[Saved entries]
[Start of Attachment]

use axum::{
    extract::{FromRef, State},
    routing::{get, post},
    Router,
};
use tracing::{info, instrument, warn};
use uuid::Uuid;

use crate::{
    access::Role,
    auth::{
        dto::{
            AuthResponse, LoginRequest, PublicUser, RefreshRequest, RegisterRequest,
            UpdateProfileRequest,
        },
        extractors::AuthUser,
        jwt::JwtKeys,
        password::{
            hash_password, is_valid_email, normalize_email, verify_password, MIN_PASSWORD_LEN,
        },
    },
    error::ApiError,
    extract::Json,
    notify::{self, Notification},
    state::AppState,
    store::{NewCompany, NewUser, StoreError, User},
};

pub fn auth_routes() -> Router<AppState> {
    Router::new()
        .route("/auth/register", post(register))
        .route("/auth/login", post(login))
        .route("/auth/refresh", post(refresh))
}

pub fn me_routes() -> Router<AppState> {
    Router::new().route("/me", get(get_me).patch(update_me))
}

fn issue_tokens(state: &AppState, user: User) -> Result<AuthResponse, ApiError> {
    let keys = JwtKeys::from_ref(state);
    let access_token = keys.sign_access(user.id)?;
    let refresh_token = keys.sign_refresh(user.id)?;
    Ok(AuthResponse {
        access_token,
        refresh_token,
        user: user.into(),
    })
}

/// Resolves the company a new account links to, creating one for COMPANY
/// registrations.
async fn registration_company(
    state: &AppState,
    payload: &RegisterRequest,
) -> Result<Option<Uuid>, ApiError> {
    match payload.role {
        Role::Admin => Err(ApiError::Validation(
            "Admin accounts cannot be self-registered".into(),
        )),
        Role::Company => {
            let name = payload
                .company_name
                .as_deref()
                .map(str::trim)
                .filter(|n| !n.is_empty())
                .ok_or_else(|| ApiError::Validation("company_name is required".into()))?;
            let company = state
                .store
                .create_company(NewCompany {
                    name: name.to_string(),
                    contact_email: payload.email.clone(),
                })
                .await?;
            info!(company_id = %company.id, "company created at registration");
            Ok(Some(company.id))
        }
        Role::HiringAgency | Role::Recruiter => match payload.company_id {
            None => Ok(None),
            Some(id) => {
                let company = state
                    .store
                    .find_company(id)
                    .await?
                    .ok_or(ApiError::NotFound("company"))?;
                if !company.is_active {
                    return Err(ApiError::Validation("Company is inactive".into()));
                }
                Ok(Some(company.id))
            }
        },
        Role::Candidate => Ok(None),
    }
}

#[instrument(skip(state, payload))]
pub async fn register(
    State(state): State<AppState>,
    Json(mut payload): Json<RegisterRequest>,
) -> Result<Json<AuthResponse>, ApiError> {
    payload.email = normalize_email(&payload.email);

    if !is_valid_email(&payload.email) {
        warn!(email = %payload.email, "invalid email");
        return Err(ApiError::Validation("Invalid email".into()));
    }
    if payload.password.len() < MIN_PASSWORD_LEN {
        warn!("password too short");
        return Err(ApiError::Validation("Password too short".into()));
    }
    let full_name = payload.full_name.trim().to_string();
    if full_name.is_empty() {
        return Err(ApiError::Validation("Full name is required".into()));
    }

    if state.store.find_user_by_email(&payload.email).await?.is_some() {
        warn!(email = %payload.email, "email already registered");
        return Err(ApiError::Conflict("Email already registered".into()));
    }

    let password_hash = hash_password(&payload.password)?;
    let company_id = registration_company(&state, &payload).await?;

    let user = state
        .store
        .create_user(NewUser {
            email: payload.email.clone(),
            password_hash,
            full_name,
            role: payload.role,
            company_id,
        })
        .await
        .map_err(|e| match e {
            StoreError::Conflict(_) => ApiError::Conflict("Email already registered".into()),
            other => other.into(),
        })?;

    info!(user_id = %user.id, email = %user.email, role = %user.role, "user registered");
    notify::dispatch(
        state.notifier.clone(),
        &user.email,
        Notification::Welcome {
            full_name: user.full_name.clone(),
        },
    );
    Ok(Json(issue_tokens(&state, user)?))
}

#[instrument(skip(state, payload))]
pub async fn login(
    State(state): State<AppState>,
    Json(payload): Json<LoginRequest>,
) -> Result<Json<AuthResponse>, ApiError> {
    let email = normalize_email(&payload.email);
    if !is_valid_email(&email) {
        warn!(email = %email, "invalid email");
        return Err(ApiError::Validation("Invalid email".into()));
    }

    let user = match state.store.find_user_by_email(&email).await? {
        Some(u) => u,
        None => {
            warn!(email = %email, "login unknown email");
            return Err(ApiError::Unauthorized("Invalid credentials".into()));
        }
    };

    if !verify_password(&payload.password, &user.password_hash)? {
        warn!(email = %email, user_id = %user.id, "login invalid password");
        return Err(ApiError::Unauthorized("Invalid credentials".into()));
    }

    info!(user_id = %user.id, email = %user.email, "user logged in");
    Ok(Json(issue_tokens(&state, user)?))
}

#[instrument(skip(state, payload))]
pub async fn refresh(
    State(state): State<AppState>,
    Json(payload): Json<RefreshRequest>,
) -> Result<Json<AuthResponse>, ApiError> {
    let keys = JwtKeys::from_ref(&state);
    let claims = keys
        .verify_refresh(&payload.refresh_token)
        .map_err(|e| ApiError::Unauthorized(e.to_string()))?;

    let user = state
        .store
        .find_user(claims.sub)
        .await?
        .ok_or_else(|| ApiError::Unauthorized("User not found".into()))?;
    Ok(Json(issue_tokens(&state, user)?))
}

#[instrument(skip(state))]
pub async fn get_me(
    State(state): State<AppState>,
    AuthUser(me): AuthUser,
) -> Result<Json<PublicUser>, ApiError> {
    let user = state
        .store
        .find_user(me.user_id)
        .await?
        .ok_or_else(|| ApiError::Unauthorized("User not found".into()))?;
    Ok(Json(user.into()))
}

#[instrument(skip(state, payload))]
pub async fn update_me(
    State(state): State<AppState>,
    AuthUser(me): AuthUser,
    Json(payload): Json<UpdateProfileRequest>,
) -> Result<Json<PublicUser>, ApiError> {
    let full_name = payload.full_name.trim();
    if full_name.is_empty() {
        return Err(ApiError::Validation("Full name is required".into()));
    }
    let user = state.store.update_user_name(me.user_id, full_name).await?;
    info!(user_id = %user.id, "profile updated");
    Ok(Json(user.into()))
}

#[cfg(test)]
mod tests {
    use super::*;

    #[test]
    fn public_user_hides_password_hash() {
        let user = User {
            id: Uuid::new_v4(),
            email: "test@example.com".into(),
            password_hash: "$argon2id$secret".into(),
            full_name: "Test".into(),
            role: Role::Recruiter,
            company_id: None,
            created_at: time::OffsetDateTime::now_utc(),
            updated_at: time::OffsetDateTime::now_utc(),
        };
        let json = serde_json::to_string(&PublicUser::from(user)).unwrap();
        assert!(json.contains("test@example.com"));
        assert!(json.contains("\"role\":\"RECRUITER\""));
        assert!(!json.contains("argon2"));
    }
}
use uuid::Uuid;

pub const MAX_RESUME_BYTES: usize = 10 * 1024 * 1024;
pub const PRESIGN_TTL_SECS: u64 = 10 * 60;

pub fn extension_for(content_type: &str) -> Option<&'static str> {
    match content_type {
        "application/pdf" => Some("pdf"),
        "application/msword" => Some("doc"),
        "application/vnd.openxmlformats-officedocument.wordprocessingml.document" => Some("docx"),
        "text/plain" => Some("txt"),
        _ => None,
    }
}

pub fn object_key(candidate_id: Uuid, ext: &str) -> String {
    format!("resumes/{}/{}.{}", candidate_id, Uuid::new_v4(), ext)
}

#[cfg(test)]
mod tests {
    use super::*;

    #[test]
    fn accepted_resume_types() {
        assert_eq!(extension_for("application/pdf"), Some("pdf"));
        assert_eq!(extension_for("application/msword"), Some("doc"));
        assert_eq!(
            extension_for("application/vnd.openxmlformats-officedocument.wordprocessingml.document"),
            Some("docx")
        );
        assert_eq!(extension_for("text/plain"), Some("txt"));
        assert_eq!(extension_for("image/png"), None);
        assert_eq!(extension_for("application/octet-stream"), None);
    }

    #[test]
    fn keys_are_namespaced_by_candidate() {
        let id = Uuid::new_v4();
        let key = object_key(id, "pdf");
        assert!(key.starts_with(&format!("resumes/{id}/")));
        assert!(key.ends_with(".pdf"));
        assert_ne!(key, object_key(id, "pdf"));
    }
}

[End of Attachment]

What you are asked to do
Across the entries above, tally the lines that contain the string "Validation" and give that figure alone.

Result of this task
8